Sobre todo intenté reflexionar sobre la idea misma de "relevancia". No me parece que se haya advertido suficientemente la diferencia que hay entre un estudio histórico que aborda un tema cuya importancia precede al investigador (es decir, la Revolución francesa) y otro en el que deba ser demostrada, por así decir, sobre el terreno, sobre la base de los resultados alcanzados. En este segundo caso (del que la investigación sobre Menocchio sería un ejemplo), las técnicas de presentación, de argumentación y de autolegitimación son completamente distintas.

Las modas intelectuales cambian deprisa, los cánones historiográficos no tanto, pero también cambian. Hoy en día, un libro sobre un molinero del siglo XVI no habría precisado tantas justificaciones. Tampoco quiero exagerar la novedad de Il formaggio e i vermi. El libro encontró pronto su público y encontró también, como era de esperar, sus críticos. Citaré sólo uno, un historiador de gran valía, tempranamente desaparecido: Rosario Romeo. En un artículo sobre la llamada "historia desde abajo", aparecido el doce de octubre de 1978 en Il Giornale, Romeo escribía lo siguiente: "ciertamente, podemos encontrar a varios Carlo Ginzburg, producto de un pastiche populista-erudito que poco tiene que ver con la cultura". Las ideas políticas e historiográficas de Romeo no eran las mías. Su expresa repulsa de mi libro me alegró muchísimo, porque, entre otras cosas, jamás me impuse como objetivo contentar a todos. En cuanto al populismo y a la erudición, he de decir que no los considero en absoluto como tales insultos, y además los acepto ambos.

 

Ya he hablado de mi estancia en los Estados Unidos en 1973. Ahora, por el contrario, intentaré imaginarme como si fuera Rip van Winkle, el personaje Washington Irving6. Encanecido y desmemoriado, me veo paseando por el campus de UCLA. Han pasado veinte años, todo ha cambiado a mi alrededor, incluso el panorama historiográfico. Entre los numerosos muros que han caído desde entonces está aquel que --como pude constatar en Princeton en 1973-- separaba en los Estados Unidos la literatura de las ciencias sociales. Ahora tengo la impresión de que hemos pasado de un extremo al otro. Antropólogos, historiadores, filósofos (aunque con importantes excepciones) se han obsesionado con la dimensión textual de su investigación hasta el punto de rechazar la posibilidad de establecer alguna relación entre texto y realidad extratextual, como si postularla fuera pecar de ingenuidad culpable.
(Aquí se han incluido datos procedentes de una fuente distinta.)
//! How to run a study
//!
//!
//! # Before the study
//!
//! Plug in the response box and check that it talks. The `monitor` binary
//! prints every line the box sends, stamped with the time it arrived:
//!
//! ```shell
//! cargo run --bin monitor --release -- --port /dev/ttyUSB0
//! ```
//!
//! Leave out `--port` to pick from the serial ports the system knows about,
//! or pass `--list-ports` to just print them. Without a box at hand,
//! `--dummy` simulates one that answers every second or two.
//!
//! # Running participants
//!
//! ```shell
//! cargo run --bin likert-capture --release -- --port COM3 --study StudyA
//! ```
//!
//! The screen has three fields: the port, the study name, and the filename
//! for the participant. All three are needed. Move between them with
//! `<Tab>` and press `<Enter>` to start. The fields lock while collecting.
//!
//! While collecting, keys `1` to `5` record an answer on the scale, and
//! every line from the response box is recorded as it arrives. Each answer
//! shows up on the status line. `<Esc>` stops.
//!
//! After every stop the screen asks whether to add another participant to
//! the same study. Answer `<Y>` and only the filename opens up: type the
//! next participant's name and press `<Enter>`. Answer `<N>` to end the
//! study; every field opens up again, so the next study can use another
//! port.
//!
//! Quitting with `<Esc>` or `<Ctrl-C>` while collecting stops the session
//! first, so the file is always closed properly.
//!
//! # Output files
//!
//! Each participant's answers go to `<filename>.csv` in the output directory.
//! Files are only ever appended to: starting again with the same filename
//! adds a new session to the end instead of replacing what was there.
//!
//! ```text
//! Study: StudyA, Start Time: 2024-05-01 10:00:00
//! Timestamp,Participant,Response
//! 2024-05-01 10:00:00,3
//! 2024-05-01 10:00:02,5
//! End Time: 2024-05-01 10:00:05
//! ```
//!
//! The column header mentions a `Participant` column, but rows only ever hold
//! the timestamp and the response. The participant is identified by the
//! file. Rows from the response box hold whatever text the box sent.
//!
//! Rows are written to disk one at a time as they are recorded. If the
//! program dies mid-session the rows are safe, only the `End Time` line is
//! missing.
//!
//! # Settings
//!
//! Settings that rarely change live in an optional [ron] file passed with
//! `--config`. See [CaptureConfig](crate::config::CaptureConfig) for the
//! fields. `--baud` and `--output-dir` override the file.
//!
//! Set `RUST_LOG=debug` to see every line and row as it goes by; logs go to
//! stderr, so redirect it when running the screen.
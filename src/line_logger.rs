//! Append-only, human readable record of one participant's session.
//!
//! A session appears in the output file as:
//!
//! ```text
//! Study: <study_name>, Start Time: <YYYY-MM-DD HH:MM:SS>
//! Timestamp,Participant,Response
//! <YYYY-MM-DD HH:MM:SS>,<response>
//! ...
//! End Time: <YYYY-MM-DD HH:MM:SS>
//! ```
//!
//! The column header names a `Participant` column that data rows never fill;
//! rows are only ever `timestamp,response`.

use crate::{
    clock::format_timestamp,
    error::CaptureError,
    response::Response,
};

use chrono::NaiveDateTime;
use log::debug;
use std::{
    fs::{File, OpenOptions},
    io::Write,
    path::{Path, PathBuf},
};

/// The column header written after every session header.
pub const COLUMN_HEADER: &str = "Timestamp,Participant,Response";

/// Owns the open output file for one participant.
#[derive(Debug)]
pub struct LineLogger {
    path: PathBuf,
    file: Option<File>,
}

impl LineLogger {
    /// Opens `path` for appending, creating it if needed, and writes the
    /// session header and column header. Existing content is never touched.
    pub fn open(
        path: impl AsRef<Path>,
        study_name: &str,
        start_time: &NaiveDateTime,
    ) -> Result<Self, CaptureError> {
        let path = path.as_ref().to_path_buf();
        let file = OpenOptions::new().create(true).append(true).open(&path)?;

        let mut logger = Self {
            path,
            file: Some(file),
        };
        logger.write_line(&format!(
            "Study: {}, Start Time: {}",
            study_name,
            format_timestamp(start_time)
        ))?;
        logger.write_line(COLUMN_HEADER)?;

        debug!("opened {} for study {}", logger.path.display(), study_name);
        Ok(logger)
    }

    /// Writes one data row. The row has reached the disk when this returns.
    pub fn append(
        &mut self,
        timestamp: &NaiveDateTime,
        value: &Response,
    ) -> Result<(), CaptureError> {
        self.write_line(&format!("{},{}", format_timestamp(timestamp), value))
    }

    /// Writes the footer and releases the file. Only the first call does
    /// anything; later calls fail with [CaptureError::IllegalState].
    pub fn close(&mut self, end_time: &NaiveDateTime) -> Result<(), CaptureError> {
        let footer = format!("End Time: {}", format_timestamp(end_time));
        let result = self.write_line(&footer);

        // Release the handle even if the footer didn't make it
        if self.file.take().is_some() {
            debug!("closed {}", self.path.display());
        }
        result
    }

    /// `true` until [LineLogger::close()] has been called.
    pub fn is_open(&self) -> bool {
        self.file.is_some()
    }

    /// Where this logger writes.
    pub fn path(&self) -> &Path {
        &self.path
    }

    /// Puts a different handle under the logger, e.g. a read-only one so
    /// that writes fail.
    #[cfg(test)]
    pub(crate) fn swap_file(&mut self, file: File) {
        self.file = Some(file);
    }

    fn write_line(&mut self, line: &str) -> Result<(), CaptureError> {
        let file = self
            .file
            .as_mut()
            .ok_or(CaptureError::IllegalState("the log file is already closed"))?;

        // Rows already written must survive a crash mid-session
        file.write_all(format!("{}\n", line).as_bytes())?;
        file.sync_data()?;
        Ok(())
    }
}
La palabra mágica "narración", narrative, lo abarca todo: es ésta una noche en que todos los gastos son pardos, en que toda distinción entre ficción y realidad, fiction and reality, deviene indemostrable. Todo se ha convertido en self-referential. Los antropólogos se miran en el espejo, los filósofos escriben una historia de la historiografía sin historia, e incluso entre los historiadores la inmunda palabra "realidad" sólo puede ser pronunciada tras haber sido desinfectada, tras haberla puesto entre comillas.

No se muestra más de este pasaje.